Growth figures British GDP in the third quarter remain unchanged at 0.5 per cent, says the Office for National Statistics (ONS) - keeping the government under pressure over its austerity measures.

ONS published its second estimate of the growth figures, originally released on Nov. 1.

Questions are being asked of the efficacy of the government's public spending cuts, as growth remains flat.

It had argued that any scaling back of the public sector would be met by private sector growth, though much of this anticipated expansion has not materialised.

At the annual conference of the Confederation of British Industry on Nov. 21, Prime Minister David Cameron said tackling Britain's debts is "proving harder than anyone envisaged" saying that debt is a "drag on growth".

Earlier in November, the Bank of England slashed its growth forecasts for 2011 and 2012 in half, from 2% to 1%, which was bad news for Chancellor George Osborne.

"We continue to face a difficult economic outlook," said Sir Mervyn King, governor of the Bank of England.

"External factors are providing an unwelcome drag on our economic recovery."

"The fact is that our recovery was choked off well before the eurozone crisis of recent months by spending cuts and tax rises which go too far and too fast," said Ed Balls, Shadow Chancellor.

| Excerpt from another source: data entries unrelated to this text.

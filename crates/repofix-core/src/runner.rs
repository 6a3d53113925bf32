//! Subprocess execution and test-output parsing.
//!
//! A non-zero exit code is a data point, not an abort: matrix runs record
//! it and continue to the next variant. Only a failure to spawn at all is
//! surfaced as an error.

use crate::error::{RepofixError, Result};
use regex::Regex;
use serde::{Deserialize, Serialize};
use std::path::Path;
use std::process::{Command, Stdio};
use std::sync::OnceLock;
use std::time::Duration;

/// Captured result of one shell invocation.
#[derive(Debug, Clone)]
pub struct RunOutput {
    pub code: i32,
    pub stdout: String,
    pub stderr: String,
    pub duration_ms: u64,
    pub timed_out: bool,
}

impl RunOutput {
    pub fn success(&self) -> bool {
        self.code == 0 && !self.timed_out
    }

    /// stdout and stderr joined, for summary parsing and log files.
    pub fn combined(&self) -> String {
        if self.stderr.is_empty() {
            self.stdout.clone()
        } else if self.stdout.is_empty() {
            self.stderr.clone()
        } else {
            format!("{}\n{}", self.stdout, self.stderr)
        }
    }
}

/// Run `command` through `sh -c` in `cwd`, capturing both streams.
///
/// Uses dedicated reader threads (avoiding pipe-buffer deadlocks) and a
/// waiter thread with `mpsc::recv_timeout` when a timeout is given. On
/// timeout the child is killed by PID and the output marked `timed_out`.
pub fn run_shell(command: &str, cwd: &Path, timeout: Option<Duration>) -> Result<RunOutput> {
    run_shell_with_env(command, cwd, timeout, &[])
}

/// Like [`run_shell`] but with extra environment variables.
pub fn run_shell_with_env(
    command: &str,
    cwd: &Path,
    timeout: Option<Duration>,
    env: &[(&str, &str)],
) -> Result<RunOutput> {
    let start = std::time::Instant::now();
    let mut cmd = Command::new("sh");
    cmd.arg("-c")
        .arg(command)
        .current_dir(cwd)
        .stdin(Stdio::null())
        .stdout(Stdio::piped())
        .stderr(Stdio::piped());
    for (k, v) in env {
        cmd.env(k, v);
    }
    let mut child = cmd.spawn().map_err(|e| RepofixError::SpawnFailed {
        command: command.to_string(),
        source: e,
    })?;

    let child_pid = child.id();
    let stdout_handle = child.stdout.take();
    let stderr_handle = child.stderr.take();

    let stdout_thread = std::thread::spawn(move || -> String {
        let mut buf = String::new();
        if let Some(mut r) = stdout_handle {
            use std::io::Read;
            let _ = r.read_to_string(&mut buf);
        }
        buf
    });
    let stderr_thread = std::thread::spawn(move || -> String {
        let mut buf = String::new();
        if let Some(mut r) = stderr_handle {
            use std::io::Read;
            let _ = r.read_to_string(&mut buf);
        }
        buf
    });

    let wait_result = match timeout {
        None => child.wait().map(Some),
        Some(timeout_dur) => {
            let (tx, rx) = std::sync::mpsc::channel();
            std::thread::spawn(move || {
                let _ = tx.send(child.wait());
            });
            match rx.recv_timeout(timeout_dur) {
                Ok(result) => result.map(Some),
                Err(_) => {
                    // Timeout — kill by PID; reader threads see EOF and finish.
                    kill_process(child_pid);
                    Ok(None)
                }
            }
        }
    };

    let stdout = stdout_thread.join().unwrap_or_default();
    let stderr = stderr_thread.join().unwrap_or_default();
    let duration_ms = start.elapsed().as_millis() as u64;

    match wait_result {
        Ok(Some(status)) => Ok(RunOutput {
            code: status.code().unwrap_or(1),
            stdout,
            stderr,
            duration_ms,
            timed_out: false,
        }),
        Ok(None) => Ok(RunOutput {
            code: 124,
            stdout,
            stderr,
            duration_ms,
            timed_out: true,
        }),
        Err(e) => Err(RepofixError::Io(e)),
    }
}

/// Terminate a process by PID using SIGKILL. Best-effort.
fn kill_process(pid: u32) {
    let _ = Command::new("kill")
        .arg("-9")
        .arg(pid.to_string())
        .stdout(Stdio::null())
        .stderr(Stdio::null())
        .status();
}

/// First output line that smells like an error, for quick console hints.
pub fn first_error_hint(output: &str) -> Option<&str> {
    let re = error_line_re();
    output.lines().find(|l| re.is_match(l)).map(str::trim)
}

fn error_line_re() -> &'static Regex {
    static RE: OnceLock<Regex> = OnceLock::new();
    RE.get_or_init(|| {
        Regex::new(r"(?i)error|failed|cannot|not found|referenceerror|typeerror").unwrap()
    })
}

// ---------------------------------------------------------------------------
// Vitest summary parsing
// ---------------------------------------------------------------------------

/// Counts scraped from a vitest run's human-readable summary.
///
/// `None` fields mean the line was never printed (e.g. the runner crashed
/// before the summary).
#[derive(Debug, Clone, Default, PartialEq, Eq, Serialize, Deserialize)]
pub struct TestSummary {
    pub files_passed: Option<u32>,
    pub files_failed: Option<u32>,
    pub files_total: Option<u32>,
    pub tests_passed: Option<u32>,
    pub tests_failed: Option<u32>,
    pub tests_total: Option<u32>,
    pub duration_ms: Option<u64>,
}

impl TestSummary {
    /// True when at least one totals line was found.
    pub fn has_totals(&self) -> bool {
        self.files_total.is_some() || self.tests_total.is_some()
    }
}

fn files_re() -> &'static Regex {
    static RE: OnceLock<Regex> = OnceLock::new();
    // "Test Files  38 passed (39)" / "Test Files  1 failed (39)"
    RE.get_or_init(|| {
        Regex::new(r"Test Files\s+(\d+)\s+(passed|failed)\s+\((\d+)\)").unwrap()
    })
}

fn tests_re() -> &'static Regex {
    static RE: OnceLock<Regex> = OnceLock::new();
    // "Tests  39 passed (40)" — anchored to avoid matching "Test Files".
    RE.get_or_init(|| Regex::new(r"(?m)^\s*Tests\s+(\d+)\s+(passed|failed)\s+\((\d+)\)").unwrap())
}

fn duration_re() -> &'static Regex {
    static RE: OnceLock<Regex> = OnceLock::new();
    RE.get_or_init(|| Regex::new(r"Duration\s+([\d.]+)s").unwrap())
}

/// Best-effort parse of a vitest textual summary.
pub fn parse_test_summary(text: &str) -> TestSummary {
    let mut s = TestSummary::default();
    for caps in files_re().captures_iter(text) {
        let n: u32 = caps[1].parse().unwrap_or(0);
        let total: u32 = caps[3].parse().unwrap_or(0);
        s.files_total = Some(total);
        match &caps[2] {
            "passed" => s.files_passed = Some(n),
            _ => s.files_failed = Some(n),
        }
    }
    for caps in tests_re().captures_iter(text) {
        let n: u32 = caps[1].parse().unwrap_or(0);
        let total: u32 = caps[3].parse().unwrap_or(0);
        s.tests_total = Some(total);
        match &caps[2] {
            "passed" => s.tests_passed = Some(n),
            _ => s.tests_failed = Some(n),
        }
    }
    if let Some(caps) = duration_re().captures(text) {
        if let Ok(secs) = caps[1].parse::<f64>() {
            s.duration_ms = Some((secs * 1000.0).round() as u64);
        }
    }
    // Derive the missing failed count from the totals.
    if s.files_failed.is_none() {
        if let (Some(total), Some(passed)) = (s.files_total, s.files_passed) {
            s.files_failed = Some(total.saturating_sub(passed));
        }
    }
    if s.tests_failed.is_none() {
        if let (Some(total), Some(passed)) = (s.tests_total, s.tests_passed) {
            s.tests_failed = Some(total.saturating_sub(passed));
        }
    }
    s
}

#[cfg(test)]
mod tests {
    use super::*;

    #[test]
    fn run_shell_captures_stdout() {
        let out = run_shell("echo hello", Path::new("/tmp"), None).unwrap();
        assert!(out.success());
        assert_eq!(out.stdout.trim(), "hello");
    }

    #[test]
    fn run_shell_captures_stderr_and_code() {
        let out = run_shell("echo oops >&2; exit 3", Path::new("/tmp"), None).unwrap();
        assert_eq!(out.code, 3);
        assert!(!out.success());
        assert_eq!(out.stderr.trim(), "oops");
    }

    #[test]
    fn run_shell_times_out() {
        let out = run_shell(
            "sleep 60",
            Path::new("/tmp"),
            Some(Duration::from_millis(150)),
        )
        .unwrap();
        assert!(out.timed_out);
        assert!(!out.success());
    }

    #[test]
    fn run_shell_env_passes_through() {
        let out = run_shell_with_env(
            "printf '%s' \"$NODE_OPTIONS\"",
            Path::new("/tmp"),
            None,
            &[("NODE_OPTIONS", "--max-old-space-size=6144")],
        )
        .unwrap();
        assert_eq!(out.stdout, "--max-old-space-size=6144");
    }

    #[test]
    fn parse_passed_summary() {
        let text = "\n Test Files  38 passed (39)\n      Tests  39 passed (40)\n   Duration  156.34s\n";
        let s = parse_test_summary(text);
        assert_eq!(s.files_passed, Some(38));
        assert_eq!(s.files_total, Some(39));
        assert_eq!(s.files_failed, Some(1));
        assert_eq!(s.tests_passed, Some(39));
        assert_eq!(s.tests_total, Some(40));
        assert_eq!(s.tests_failed, Some(1));
        assert_eq!(s.duration_ms, Some(156_340));
    }

    #[test]
    fn parse_failed_summary() {
        let text = " Test Files  2 failed (5)\n      Tests  7 failed (30)\n";
        let s = parse_test_summary(text);
        assert_eq!(s.files_failed, Some(2));
        assert_eq!(s.files_total, Some(5));
        assert_eq!(s.tests_failed, Some(7));
        assert_eq!(s.tests_total, Some(30));
        assert!(s.has_totals());
    }

    #[test]
    fn parse_empty_output() {
        let s = parse_test_summary("vitest exploded before printing anything");
        assert!(!s.has_totals());
        assert_eq!(s, TestSummary::default());
    }

    #[test]
    fn error_hint_finds_first_match() {
        let out = "all good\nReferenceError: React is not defined\nmore noise";
        assert_eq!(
            first_error_hint(out),
            Some("ReferenceError: React is not defined")
        );
        assert!(first_error_hint("clean output").is_none());
    }
}
use std::path::PathBuf;
use thiserror::Error;

#[derive(Debug, Error)]
pub enum RepofixError {
    #[error("not a git repository: {0}")]
    NotARepo(PathBuf),

    #[error("worktree has uncommitted changes: commit, stash, or pass --force")]
    DirtyWorktree,

    #[error("failed to spawn '{command}': {source}")]
    SpawnFailed {
        command: String,
        source: std::io::Error,
    },

    #[error("prisma schema not found at {0}")]
    SchemaNotFound(PathBuf),

    #[error("no matrix runs found under {0}")]
    NoMatrixRuns(PathBuf),

    #[error("matrix run is missing {0}")]
    MissingRunArtifact(PathBuf),

    #[error("github api error: {0}")]
    GithubApi(String),

    #[error("GH_TOKEN or GITHUB_TOKEN must be set for branch protection")]
    MissingToken,

    #[error("could not determine github owner/repo: pass --owner and --repo")]
    UnknownOrigin,

    #[error(transparent)]
    Io(#[from] std::io::Error),

    #[error(transparent)]
    Yaml(#[from] serde_yaml::Error),

    #[error(transparent)]
    Json(#[from] serde_json::Error),

    #[error(transparent)]
    Regex(#[from] regex::Error),

    #[error(transparent)]
    Http(#[from] reqwest::Error),
}

pub type Result<T> = std::result::Result<T, RepofixError>;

In October the Bank of England increased its quantitative easing programme by £75billion to £275billion, in a desperate bid to improve liquidity in the markets.

It is essentially printing money to buy up "high quality assets" from British banks and finance companies.

Latest inflation figures are 5% - well above the government's 2% target.

England's central bank has said that it expects inflation to fall sharply in 2012 and hit the 2% "or thereabouts" in the latter part of the year.

A recent report by a global accountancy and business advisory group warned that the British economy will contract early next year, unless the chancellor makes supply side tax reforms.